O texto de Cristina Flores é relacional, romântico, musical, contemporâneo, emocional, afetivo, sensível, libertador, embalado pelas músicas de Zélia Duncan e Lulu Santos, que narra a trajetória do casal Denise e Ulisses, personagens que reviram memórias, desmontam tabus e narram um processo comum a muitos: o de libertação e afirmação pessoal. O texto clama para os indivíduos saírem dos seus armários, dos seus esconderijos, sejam transparentes, e se libertem, batam suas asas e realizem os seus sonhos.
O texto é atravessado por bonitas canções de Zélia Duncan, cuja personagem Denise é uma grande admiradora, e de Lulu Santos, cujo personagem Ulisses, ex-namorado de Denise, é um grande admirador. As músicas desses dois cantores transformaram a vida dos dois personagens. Elas contribuíram para que eles saíssem do armário, se libertassem, assumissem as suas respectivas opções sexuais. A libertação é uma aceitação de si próprio e perante a sua própria comunidade. Eles passaram a partilhar uma identidade de interesses do grupo ao qual cada um pertence, e a ter consciência de que pertencem àquela comunidade específica.
Vale sublinhar que o texto teve o mérito de selecionar dois cantores da música popular brasileira, Zélia e Lulu, que, em momentos distintos de suas carreiras, assumiram publicamente que fazem parte da comunidade LGBTQIAPN+, impactando gerações de fãs, parte positivamente, outros “no susto”.
A libertação, o tornar público a sua opção sexual, a saída do esconderijo, também é uma forma de afrontar o patriarcalismo, instituição que ainda se faz presente em nossa sociedade, com suas variáveis machistas, racistas, homofóbicas, entre outras atitudes discriminatórias. Vale sublinhar que toda a equipe artística e técnica da peça é composta por profissionais LGBTQIAPN+.
Cristina Flores é a atriz principal da peça. Ela interpreta a personagem Denise, que sai do seu esconderijo e se liberta, despindo-se dos cadeados da heteronormatividade compulsória que sustentavam a sua homofobia internalizada. Ela tem uma atuação digna de elogios e aplausos. Ela é vibrante e contagiante. Ela interpreta com perfeição, canta com afinação e entonação, e emociona. Domina o texto, passando uma mensagem de amor, carinho e afetividade, e utilizando uma linguagem clara e acessível. Domina o palco, preenchendo todos os espaços e se movimentando intensamente. Estabelece uma boa comunicação com o público, convidando-o a cantar, inclusive indo à plateia e dando aos espectadores o microfone para interpretar a canção. Portanto, uma atuação deferida e merecedora de elogios.

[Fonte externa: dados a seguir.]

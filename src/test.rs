//! End-to-end worked examples exercising the whole tree-walk in one pass:
//! several field kinds, a composite, and the computed-value engine
//! together, the way a schema author's integration fixture would.

use indexmap::IndexMap;

use crate::cursor::ByteOrder;
use crate::decode::decode;
use crate::encode::encode;
use crate::schema::field::{
    BitSubfield, BitfieldStringPart, BitfieldStringSpec, ByteGroupSpec, ComputeMode, ComputedNumber,
    Field, FieldKind, FlagGroup, FlaggedGroupSpec, Guard, GuardCheck, GuardWhen, ModStage, Modifiers,
    NumBase, RepeatSpec, TagShape, TagSimple, Termination, TlvCase, TlvSpec, UnknownPolicy,
};
use crate::schema::Schema;
use crate::value::Value;

#[test]
fn flagged_group_with_one_group_absent() {
    // flags = 0b01: battery group present, dielectric group absent.
    let schema = Schema::new(vec![
        Field::new("flags", FieldKind::UInt { width: 1 }),
        Field::new(
            "_groups",
            FieldKind::FlaggedGroup(FlaggedGroupSpec {
                flag_var: "flags".to_string(),
                groups: vec![
                    FlagGroup {
                        bit: 0,
                        fields: vec![Field::new("battery", FieldKind::UInt { width: 1 })],
                    },
                    FlagGroup {
                        bit: 1,
                        fields: vec![Field::new(
                            "dielectric_permittivity",
                            FieldKind::UInt { width: 1 },
                        )],
                    },
                ],
            }),
        ),
    ]);

    let bytes = [0x01, 0x64];
    let decoded = decode(&schema, &bytes).unwrap();
    let obj = decoded.as_object().unwrap();
    assert_eq!(obj["battery"], Value::Integer(0x64));
    assert!(!obj.contains_key("dielectric_permittivity"));

    let encoded = encode(&schema, &decoded).unwrap();
    assert_eq!(encoded, bytes);
}

#[test]
fn bitfield_string_joins_version_nibbles() {
    let schema = Schema::new(vec![Field::new(
        "version",
        FieldKind::BitfieldString(BitfieldStringSpec {
            int_width: 1,
            byte_order: None,
            parts: vec![
                BitfieldStringPart {
                    offset: 4,
                    width: 4,
                    base: NumBase::Decimal,
                },
                BitfieldStringPart {
                    offset: 0,
                    width: 4,
                    base: NumBase::Hex,
                },
            ],
            delimiter: ".".to_string(),
            prefix: Some("v".to_string()),
        }),
    )]);

    let decoded = decode(&schema, &[0x2A]).unwrap();
    assert_eq!(
        decoded.as_object().unwrap()["version"],
        Value::String("v2.A".to_string())
    );
}

#[test]
fn half_precision_float_special_values() {
    let schema = Schema::new(vec![Field::new("x", FieldKind::Float { width: 2 })]);

    let one = decode(&schema, &[0x3C, 0x00]).unwrap();
    assert_eq!(one.as_object().unwrap()["x"], Value::Float(1.0));

    let infinity = decode(&schema, &[0x7C, 0x00]).unwrap();
    match infinity.as_object().unwrap()["x"] {
        Value::Float(f) => assert!(f.is_infinite() && f > 0.0),
        _ => panic!("expected float"),
    }

    let smallest_subnormal = decode(&schema, &[0x00, 0x01]).unwrap();
    match smallest_subnormal.as_object().unwrap()["x"] {
        Value::Float(f) => assert!(f > 0.0 && f < 1e-6),
        _ => panic!("expected float"),
    }
}

/// The canonical spec §8 "TLV composite" worked example: Milesight-style
/// little-endian stream with `tag_key = [channel_id, channel_type]`. The
/// dispatch key fully determines `channel_id`/`channel_type`, so neither
/// appears in the decoded result — only the per-case value fields do.
#[test]
fn tlv_composite_example_from_spec() {
    let tag_fields = vec![
        Field::new("channel_id", FieldKind::UInt { width: 1 }),
        Field::new("channel_type", FieldKind::UInt { width: 1 }),
    ];
    let tag_key = vec!["channel_id".to_string(), "channel_type".to_string()];
    let schema = Schema::new(vec![Field::new(
        "channels",
        FieldKind::Tlv(TlvSpec {
            tag: TagShape::Composite(crate::schema::field::TagComposite {
                fields: tag_fields,
                tag_key,
            }),
            length_size: 0,
            cases: vec![
                TlvCase {
                    key: vec![1, 117],
                    fields: vec![Field::new("battery", FieldKind::UInt { width: 1 })],
                },
                TlvCase {
                    key: vec![3, 103],
                    fields: vec![Field::new("temperature", FieldKind::Int { width: 2 })
                        .with_byte_order(ByteOrder::Little)
                        .with_modifiers(Modifiers::from_transform(vec![ModStage::mult(0.1)]))],
                },
                TlvCase {
                    key: vec![4, 104],
                    fields: vec![Field::new("humidity", FieldKind::UInt { width: 1 })
                        .with_modifiers(Modifiers::from_transform(vec![ModStage::mult(0.5)]))],
                },
            ],
            unknown: UnknownPolicy::Skip,
            merge: true,
        }),
    )]);

    let bytes = [0x01, 0x75, 0x64, 0x03, 0x67, 0x10, 0x01, 0x04, 0x68, 0x5A];
    let decoded = decode(&schema, &bytes).unwrap();
    let obj = decoded.as_object().unwrap();

    assert_eq!(obj.len(), 3);
    assert_eq!(obj["battery"], Value::Integer(100));
    match obj["temperature"] {
        Value::Float(f) => assert!((f - 27.2).abs() < 1e-9),
        _ => panic!("expected float"),
    }
    assert_eq!(obj["humidity"], Value::Float(45.0));
    assert!(!obj.contains_key("channel_id"));
    assert!(!obj.contains_key("channel_type"));

    let encoded = encode(&schema, &decoded).unwrap();
    assert_eq!(encoded, bytes);
}

#[test]
fn tlv_merge_promotes_duplicate_channel_type_to_arrays() {
    // Milesight-style stream: two humidity channels (type 0x67) carrying
    // different channel ids, merged by repeated key into parallel arrays.
    // `channel_id` is not part of `tag_key` here, so it is dispatch-only
    // and (like `channel_type`) does not appear in the decoded result.
    let schema = Schema::new(vec![Field::new(
        "channels",
        FieldKind::Tlv(TlvSpec {
            tag: TagShape::Composite(crate::schema::field::TagComposite {
                fields: vec![
                    Field::new("channel_id", FieldKind::UInt { width: 1 }),
                    Field::new("channel_type", FieldKind::UInt { width: 1 }),
                ],
                tag_key: vec!["channel_type".to_string()],
            }),
            length_size: 0,
            cases: vec![TlvCase {
                key: vec![0x67],
                fields: vec![Field::new("humidity", FieldKind::UInt { width: 1 })],
            }],
            unknown: UnknownPolicy::Skip,
            merge: true,
        }),
    )]);

    let bytes = [0x01, 0x67, 50, 0x02, 0x67, 55];
    let decoded = decode(&schema, &bytes).unwrap();
    let obj = decoded.as_object().unwrap();

    assert!(!obj.contains_key("channel_id"));
    assert!(!obj.contains_key("channel_type"));
    let humidity = obj["humidity"].as_array().unwrap().to_vec();
    assert_eq!(humidity, vec![Value::Integer(50), Value::Integer(55)]);
}

#[test]
fn byte_group_packs_and_unpacks_subfields() {
    let schema = Schema::new(vec![Field::new(
        "status",
        FieldKind::ByteGroup(ByteGroupSpec {
            width: 1,
            byte_order: None,
            subfields: vec![
                BitSubfield {
                    name: "relay_state".to_string(),
                    start: 0,
                    end: 0,
                },
                BitSubfield {
                    name: "error_code".to_string(),
                    start: 1,
                    end: 4,
                },
            ],
        }),
    )]);

    // relay_state=1, error_code=0b1010=10 -> byte = 0b0010101 = 0x15
    let decoded = decode(&schema, &[0x15]).unwrap();
    let obj = decoded.as_object().unwrap();
    assert_eq!(obj["relay_state"], Value::Integer(1));
    assert_eq!(obj["error_code"], Value::Integer(10));

    let encoded = encode(&schema, &decoded).unwrap();
    assert_eq!(encoded, vec![0x15]);
}

#[test]
fn computed_number_with_polynomial_and_guard_else() {
    let number_field = Field::new(
        "capacitance_pf",
        FieldKind::Number(ComputedNumber {
            mode: ComputeMode::Ref {
                reference: "raw".to_string(),
                polynomial: Some(vec![0.1, -4.0, 30.0]),
                transform: vec![],
            },
            guard: Some(Guard {
                when: vec![GuardWhen {
                    reference: "raw".to_string(),
                    checks: vec![GuardCheck::Eq(0.0)],
                }],
                else_value: -999.0,
            }),
        }),
    );
    let schema = Schema::new(vec![
        Field::new("raw", FieldKind::UInt { width: 2 }).with_var("raw"),
        number_field,
    ]);

    // raw = 100 -> 0.1*100^2 - 4*100 + 30 = 1000 - 400 + 30 = 630
    let normal = decode(&schema, &[0x00, 100]).unwrap();
    assert_eq!(
        normal.as_object().unwrap()["capacitance_pf"],
        Value::Float(630.0)
    );

    // raw = 0 triggers the guard's else branch.
    let zeroed = decode(&schema, &[0x00, 0x00]).unwrap();
    assert_eq!(
        zeroed.as_object().unwrap()["capacitance_pf"],
        Value::Float(-999.0)
    );
}

#[test]
fn legacy_formula_tolerates_unknown_variable_and_division_by_zero() {
    let schema = Schema::new(vec![
        Field::new("divisor", FieldKind::UInt { width: 1 }),
        Field::new("x", FieldKind::UInt { width: 1 })
            .with_legacy_formula("x / $divisor + $missing"),
    ]);

    let result = decode(&schema, &[0, 10]).unwrap();
    assert_eq!(result.as_object().unwrap()["x"], Value::Float(0.0));
}

#[test]
fn repeat_until_end_is_capped_at_the_default_safety_limit() {
    let schema = Schema::new(vec![Field::new(
        "samples",
        FieldKind::Repeat(RepeatSpec {
            fields: vec![Field::new("b", FieldKind::UInt { width: 1 })],
            termination: Termination::UntilEnd,
            min: None,
            max: crate::schema::field::DEFAULT_REPEAT_MAX,
        }),
    )]);

    let bytes = vec![0xAAu8; 10_000];
    let decoded = decode(&schema, &bytes).unwrap();
    let samples = decoded.as_object().unwrap()["samples"].as_array().unwrap();
    assert_eq!(samples.len(), crate::schema::field::DEFAULT_REPEAT_MAX);
}

#[test]
fn compact_format_decodes_a_mixed_token_stream() {
    let decoded = crate::compact_format::decode_compact("<H:reading B:flag", &[0xE8, 0x03, 0x01]).unwrap();
    let obj = decoded.as_object().unwrap();
    assert_eq!(obj["reading"], Value::Integer(1000));
    assert_eq!(obj["flag"], Value::Integer(1));
}

#[test]
fn binary_schema_round_trips_through_the_compact_wire_format() {
    use crate::binary_schema::{decode_binary_schema, encode_binary_schema};

    let schema = Schema::new(vec![
        Field::new("battery", FieldKind::UInt { width: 1 }),
        Field::new("temperature", FieldKind::Int { width: 2 })
            .with_modifiers(Modifiers::from_transform(vec![ModStage::mult(0.1)])),
    ])
    .with_byte_order(ByteOrder::Big);

    let encoded_schema = encode_binary_schema(&schema).unwrap();
    let recovered = decode_binary_schema(&encoded_schema).unwrap();

    let bytes = [0x64, 0x00, 0xFA];
    let original_decode = decode(&schema, &bytes).unwrap();
    let recovered_decode = decode(&recovered, &bytes).unwrap();
    assert_eq!(original_decode, recovered_decode);
}

#[test]
fn empty_object_round_trips_with_no_fields() {
    let schema = Schema::new(vec![]);
    let decoded = decode(&schema, &[]).unwrap();
    assert_eq!(decoded, Value::Object(IndexMap::new()));
    let encoded = encode(&schema, &decoded).unwrap();
    assert!(encoded.is_empty());
}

Cristina Flores não está no palco sozinha. Ela é acompanhada ao vivo da musicista e atriz Angeliq Farnocchia, que canta bem, toca piano digital e também assina a potente direção musical, e do ator Felipe Maia. Os dois têm atuações corretas.
Por meio de projeções audiovisuais, visualizamos o ator Álamo Facó, que interpreta o ex-namorado da personagem Denise. As projeções têm também a participação de Rodrigo Nogueira, primo de Ulisses.
A direção é de Cristina Flores e Nara Parolini, que realizaram as marcações certeiras e precisas, e imprimiram no espetáculo a marca do sentimento e da emoção.
Os figurinos criados por Angela Camara são simples, adequados e expressam sensualidade.
A cenografia criada por Daniel Toledo, integrante do Coletivo opavivará!, é criativa e original. Ela tem como base a instalação Pornorama, obra de estética relacional, arte participativa. Ela é constituída por quatro nichos, com cortinas de veludo vermelho, e um globo de espelhos. No início do espetáculo, as cortinas estão fechadas. Aos poucos, a atriz vai abrindo cada uma delas. Até chegar ao fim, completamente abertas. As cortinas do teatro remetem às portas do armário, que também vão se abrindo, e de lá de dentro vão saindo todos aqueles que estão escondidos e vão se libertando.
A iluminação criada por Tomás Ribas é boa e de qualidade.
Há um casamento perfeito entre figurinos, cenografia e iluminação, formando um conjunto harmonioso e equilibrado.
Excelente produção de artes cênicas!